Speaking at our very first Probiota Asia summit, Vitetta said there was 'mechanistic evidence' that the intestinal microbiota plays a large role in defining both the efficacy and toxicity of chemotherapeutic agents.

He further stated that some members of the human intestinal microbiome are 'intimately involved' in the development and progression of cancer through adverse interactions with the immune system.

Other intestinal microbiome members, however, can protect against cancer via beneficial interactions with the immune system, such as the Bacteroides ​species which helps protect against cancer by boosting T-cell infiltration.

The most logical link

Vitetta hypothesised that the immune system is the "most logical link"​ between cancer and the microbiome, since resident microbes can modulate inflammation and therefore, influence immune cells' reaction to tumour cells.

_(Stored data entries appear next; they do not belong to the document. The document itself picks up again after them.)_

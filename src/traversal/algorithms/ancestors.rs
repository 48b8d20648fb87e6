use super::Traversable;

/// Returns the strict ancestors of the node, starting from the root of its tree.
pub fn ancestors<T>(traversable: &T, node: &T::Cursor) -> Vec<T::Cursor>
where
    T: Traversable + ?Sized,
{
    let mut result = Vec::new();
    let mut current = traversable.parent_of(node);
    while let Some(parent) = current {
        current = traversable.parent_of(&parent);
        result.push(parent);
    }
    result.reverse();
    result
}

/// Returns the number of strict ancestors of the node, i.e. `0` for root nodes.
pub fn depth<T>(traversable: &T, node: &T::Cursor) -> usize
where
    T: Traversable + ?Sized,
{
    let mut depth = 0;
    let mut current = traversable.parent_of(node);
    while let Some(parent) = current {
        current = traversable.parent_of(&parent);
        depth += 1;
    }
    depth
}

/// Returns `true` if `target` is a strict ancestor of `node`, `false` otherwise. A node is never a child of itself.
pub fn is_child_of<T>(traversable: &T, node: &T::Cursor, target: &T::Cursor) -> bool
where
    T: Traversable + ?Sized,
{
    let mut current = traversable.parent_of(node);
    while let Some(parent) = current {
        if &parent == target {
            return true;
        }
        current = traversable.parent_of(&parent);
    }
    false
}

/// Returns the lowest common ancestor of two nodes, counting every node as its own ancestor, or `None` if they belong to different trees.
///
/// Passing the same node twice returns that node. If one node is an ancestor of the other, that node is returned.
pub fn find_common_ancestor<T>(
    traversable: &T,
    first: &T::Cursor,
    second: &T::Cursor,
) -> Option<T::Cursor>
where
    T: Traversable + ?Sized,
{
    if first == second {
        return Some(first.clone());
    }
    let mut first_chain = ancestors(traversable, first);
    first_chain.push(first.clone());
    let mut second_chain = ancestors(traversable, second);
    second_chain.push(second.clone());
    first_chain
        .into_iter()
        .zip(second_chain)
        .take_while(|(a, b)| a == b)
        .last()
        .map(|(common, _)| common)
}
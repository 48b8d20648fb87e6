use core::{
    fmt::{self, Formatter, Display},
    num::NonZeroIsize,
};
use granite::{ListStorage, MoveFix};

/// The handle of a node inside a [`Forest`].
///
/// Handles are plain indices into the forest's storage. They stay valid for as long as the node is not freed, regardless of how it gets relinked; once a node is freed, its handle may be handed out again for a newly added node.
///
/// [`Forest`]: struct.Forest.html " "
#[derive(Copy, Clone, Debug, PartialEq, Eq, PartialOrd, Ord, Hash)]
pub struct NodeId(pub(super) usize);
impl NodeId {
    /// Returns the raw storage key of the node.
    #[inline(always)]
    pub const fn raw_key(self) -> usize {
        self.0
    }
}
impl Display for NodeId {
    #[inline]
    fn fmt(&self, f: &mut Formatter<'_>) -> fmt::Result {
        write!(f, "#{}", self.0)
    }
}

/// A node of a forest.
///
/// Created by the forest internally and only publicly exposed so that the storage type could be named. The links are only ever changed through [`NodeRefMut`].
///
/// [`NodeRefMut`]: struct.NodeRefMut.html " "
#[derive(Copy, Clone, Debug, Hash)]
pub struct Node<P> {
    pub(super) data: P,
    pub(super) parent: Option<NodeId>,
    pub(super) first_child: Option<NodeId>,
    pub(super) last_child: Option<NodeId>,
    pub(super) prev_sibling: Option<NodeId>,
    pub(super) next_sibling: Option<NodeId>,
}
impl<P> Node<P> {
    /// Creates a node without any relations.
    #[inline(always)]
    pub(super) const fn standalone(data: P) -> Self {
        Self {
            data,
            parent: None,
            first_child: None,
            last_child: None,
            prev_sibling: None,
            next_sibling: None,
        }
    }
    #[inline(always)]
    pub(super) fn clear_links(&mut self) {
        self.parent = None;
        self.first_child = None;
        self.last_child = None;
        self.prev_sibling = None;
        self.next_sibling = None;
    }
    #[inline(always)]
    pub(super) fn clear_position(&mut self) {
        self.parent = None;
        self.prev_sibling = None;
        self.next_sibling = None;
    }
}

fn node_at<P, S>(storage: &mut S, index: NodeId) -> &mut Node<P>
where
    S: ListStorage<Element = Node<P>>,
{
    storage
        .get_mut(index.0)
        .unwrap_or_else(|| panic!("dangling link to {} while fixing moved nodes", index))
}

impl<P> MoveFix for Node<P> {
    unsafe fn fix_shift<S>(storage: &mut S, shifted_from: usize, shifted_by: NonZeroIsize)
    where
        S: ListStorage<Element = Self>,
    {
        let fix_starting_from = if shifted_by.get() > 0 {
            shifted_from + 1 // If an insertion happened, ignore the new element
        } else {
            shifted_from
        };
        if fix_starting_from >= storage.len() {
            return;
        };
        for i in fix_starting_from..storage.len() {
            let old_index = (i as isize - shifted_by.get()) as usize; // undo shift to figure out old index
            Self::fix_move(storage, old_index, i);
        }
    }

    unsafe fn fix_move<S>(storage: &mut S, previous_index: usize, current_index: usize)
    where
        S: ListStorage<Element = Self>,
    {
        let (previous, current) = (NodeId(previous_index), NodeId(current_index));
        let moved = match storage.get(current_index) {
            Some(node) => (
                node.parent,
                node.first_child,
                node.prev_sibling,
                node.next_sibling,
            ),
            None => return,
        };
        let (parent, first_child, prev_sibling, next_sibling) = moved;

        let mut child = first_child;
        while let Some(key) = child {
            let node = node_at(storage, key);
            node.parent = Some(current);
            child = node.next_sibling;
        }
        if let Some(key) = parent {
            let parent = node_at(storage, key);
            if parent.first_child == Some(previous) {
                parent.first_child = Some(current);
            }
            if parent.last_child == Some(previous) {
                parent.last_child = Some(current);
            }
        }
        if let Some(key) = prev_sibling {
            node_at(storage, key).next_sibling = Some(current);
        }
        if let Some(key) = next_sibling {
            node_at(storage, key).prev_sibling = Some(current);
        }
    }
}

Citing a study involving mice that had been implanted with melanoma tumours, he said the oral administration of Bifidobacteria​ on its own improved tumour control in the mice, while oral administration of Bifidobacterium breve ​in combination with immunotherapy stopped tumour growth completely.

Bifidobacteria​ was said to help eradicate cancer cells or pathogens by activating macrophages, which introduce antigens from cancer cells or bacteria to T cells.

Furthermore, the immune system's anti-cancer therapeutic potential is buoyed by the fact that specific tumour cells can be targeted, while regular cells remain mostly unharmed.

Probiotics' anti-cancer potential

Vitetta also spoke about the possibility of using probiotics as adjunctive medicines, saying they could reduce toxicity arising from cancer treatments like radiation therapy by enhancing intestinal barrier function and facilitating the maintenance of intestinal membrane integrity.

Through their ability to modulate immune response and intestinal microbiota, they can be "used as an adjuvant for cancer prevention and / or treatment"​, and may even suppress not just intestinal but extra-intestinal cancers as well.

In addition, more evidence is emerging that the gut microbiota can modulate the body's response to chemotherapeutic drugs, resulting in three main clinical outcomes: the facilitation of drug efficacy, reversal and compromise of anti-cancer effects, and mediation of toxicity.